Trinity 14

Sermon preached by the Revd Anna Matthews

In the late second century, a pagan philosopher wrote a polemic against Christianity. One of the things he denounced it for was that the church was made up of ‘only foolish and low individuals, and persons devoid of perception, and slaves, and women, and children, of whom the teachers of the divine word wish to make converts’ (Origen, Contra Celsum 49).

This would have pleased the author of the Letter of James. This was a society where there existed a gulf between rich and poor, where to be rich could be seen as a sign of God’s blessing and favour, and where social stratification was buttressed by a system of patronage, benefaction, and obligation. The rich were to be honoured, the poor despised.

And this attitude had crept into the churches. James criticises his readers for fawning over the rich person who arrives dripping with gold, while ignoring or dismissing the poor among them. ‘Do you with your acts of favouritism really believe in our glorious Lord Jesus Christ?’ he asks. Is this how your faith shows itself?

If you really believe in Jesus, says James, that should show itself in how you act. It’s not enough to say ‘Jesus is Lord’. Even the demons can do that. No, what’s needed is to live the sort of lives in which Jesus’ Lordship is made manifest. If Jesus is Lord, then Caesar isn’t, and nor is the rich patron or benefactor or visitor. To confess Jesus as Lord commits you to living in a way that the life of Jesus is visible in you and in the Christian community.

‘Blessed are you who are poor’, says Jesus, ‘for yours is the kingdom of heaven.’ ‘Has not God chosen the poor in the world to be rich in faith and to be heirs of the kingdom that he has promised to those who love him?’ asks James. If God has chosen the poor to be heirs of the kingdom, then why are you ignoring them, mistreating them, and disdaining them?

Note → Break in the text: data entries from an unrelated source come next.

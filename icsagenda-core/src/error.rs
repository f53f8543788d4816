//! Error types for agenda building.

use thiserror::Error;

/// Errors that can occur while building an agenda.
#[derive(Error, Debug)]
pub enum AgendaError {
    #[error("Malformed date-time token: '{0}'")]
    MalformedDateTime(String),

    #[error("Event limit of {limit} exceeded")]
    CapacityExceeded { limit: usize },

    #[error("IO error: {0}")]
    Io(#[from] std::io::Error),
}

/// Result type alias for agenda operations.
pub type AgendaResult<T> = Result<T, AgendaError>;
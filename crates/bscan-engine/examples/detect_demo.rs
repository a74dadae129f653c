//! Demo: BuddyScan detection flow walkthrough
//!
//! Run with: cargo run -p bscan-engine --example detect_demo

use bscan_engine::{DetectApp, MockDetector, Screen};
use bscan_models::{DetectionMode, FileMeta, ReportOutcome};

fn main() {
    tracing_subscriber::fmt().with_env_filter("debug").init();

    let mut app = DetectApp::new(Box::new(MockDetector::new()));

    println!("\n{}", "=".repeat(60));
    println!("TEXT MODE");
    println!("{}", "=".repeat(60));
    app.session_mut()
        .set_text("The quick brown fox jumps over the lazy dog.");
    app.submit();
    print_report(&app);
    app.back();

    println!("\n{}", "=".repeat(60));
    println!("IMAGE MODE");
    println!("{}", "=".repeat(60));
    app.select_mode(DetectionMode::Image);

    // Oversized upload: rejected with a recoverable message.
    app.session_mut()
        .ingest(vec![FileMeta::new("poster.png", 11 * 1024 * 1024, "image/png")]);
    if let Some(err) = app.session().last_error() {
        println!("REJECTED: {}", err);
    }

    app.session_mut().ingest(vec![
        FileMeta::new("photo.jpg", 3 * 1024 * 1024, "image/jpeg"),
        FileMeta::new("scan.png", 5 * 1024 * 1024, "image/png"),
    ]);
    for file in app.session().files() {
        println!("queued: {} ({})", file.name, file.size_display());
    }
    app.submit();
    print_report(&app);
}

fn print_report(app: &DetectApp) {
    let Screen::Results(report) = app.screen() else {
        println!("(no report)");
        return;
    };
    println!("report {} [{}]", report.report_id, report.mode.title());
    match &report.outcome {
        ReportOutcome::Text(text) => {
            println!("  {} ({}%)", text.verdict_label, text.confidence_percent);
            println!("  {}", text.explanation);
        }
        ReportOutcome::Files { verdicts, summary } => {
            println!("  {}", summary);
            for v in verdicts {
                println!("  {}: {} ({}%)", v.file_name, v.verdict, v.confidence_percent);
            }
        }
    }
}
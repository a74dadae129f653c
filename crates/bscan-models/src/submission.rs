//! Submission payload models.

use schemars::JsonSchema;
use serde::{Deserialize, Serialize};

use crate::file::FileMeta;

/// Content handed to the detector on submit.
///
/// A tagged union: a submission carries either text or files, never both.
/// Sessions only emit a submission when the chosen slot is non-empty.
#[derive(Debug, Clone, PartialEq, Serialize, Deserialize, JsonSchema)]
#[serde(rename_all = "snake_case")]
pub enum Submission {
    /// Pasted or typed text.
    Text(String),
    /// Uploaded files, in the order the user added them.
    Files(Vec<FileMeta>),
}

impl Submission {
    /// Returns the submitted text, if this is a text submission.
    pub fn text(&self) -> Option<&str> {
        match self {
            Submission::Text(s) => Some(s),
            Submission::Files(_) => None,
        }
    }

    /// Returns the submitted files, if this is a file submission.
    pub fn files(&self) -> Option<&[FileMeta]> {
        match self {
            Submission::Text(_) => None,
            Submission::Files(files) => Some(files),
        }
    }

    /// Number of items carried: 1 for text, file count otherwise.
    pub fn item_count(&self) -> usize {
        match self {
            Submission::Text(_) => 1,
            Submission::Files(files) => files.len(),
        }
    }
}

#[cfg(test)]
mod tests {
    use super::*;

    #[test]
    fn test_accessors() {
        let text = Submission::Text("hello".to_string());
        assert_eq!(text.text(), Some("hello"));
        assert!(text.files().is_none());

        let files = Submission::Files(vec![FileMeta::new("a.png", 10, "image/png")]);
        assert!(files.text().is_none());
        assert_eq!(files.files().unwrap().len(), 1);
        assert_eq!(files.item_count(), 1);
    }

    #[test]
    fn test_serde_tagging() {
        let s = Submission::Text("hi".to_string());
        let json = serde_json::to_string(&s).unwrap();
        assert_eq!(json, "{\"text\":\"hi\"}");
        let back: Submission = serde_json::from_str(&json).unwrap();
        assert_eq!(back, s);
    }
}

You can’t meet together for worship and then mistreat your neighbour. The prophets rail against this in the Old Testament. Jesus criticises this very attitude in the Gospels. And here James makes it abundantly clear that you can’t separate love of God from love of neighbour. How you treat your neighbour is an expression of your love of God. So while you might start off treating your neighbour with justice because this is what the Law demands (and James was probably written for Jewish Christian readers), you come to understand that treating your neighbour with justice matters because God’s love is shown in justice. Worshipping God and acting justly not different activities, but different aspects of the same love.

In other words, people should be able to know something of what the God we worship is like by the way we act. Do our actions and attitudes show God to be a God who has favourites, or do they show something of his wild, unlimited grace for all his people? Do our church communities bring the sort of surprising people together that Jesus did, or are they made up of people just like us? Can we see something of the way the kingdom is by the diversity of people God calls into fellowship in his Son, or have we just managed to reproduce the social norms of this or a previous age?

As the writer Annie Lamott put it, ‘you can safely assume that you’ve created God in your own image when it turns out that God hates all the same people you do.’

This has been a perennial problem for the church. To start with it concerned Gentiles. Were they included within the good news of Jesus, or not? That’s there in the background to today’s Gospel reading. The pushy Gentile woman who argues with Jesus brings this into focus. She’s not teaching Jesus something he doesn’t know – he’s already been across into Gentile territory, teaching and healing – but she does show us that in Jesus, boundaries are being redrawn. The Gospel that will go out to all nations, the good news of God’s love for all people, is foreshadowed in her as she pleads for her daughter. 

Then, in terms of how holiness was understood, we get the healing of the deaf man with a speech impediment. Illness or disability also put you on the outside as far as access to God in the temple was concerned, but Jesus reaches right across this purity boundary to touch the man.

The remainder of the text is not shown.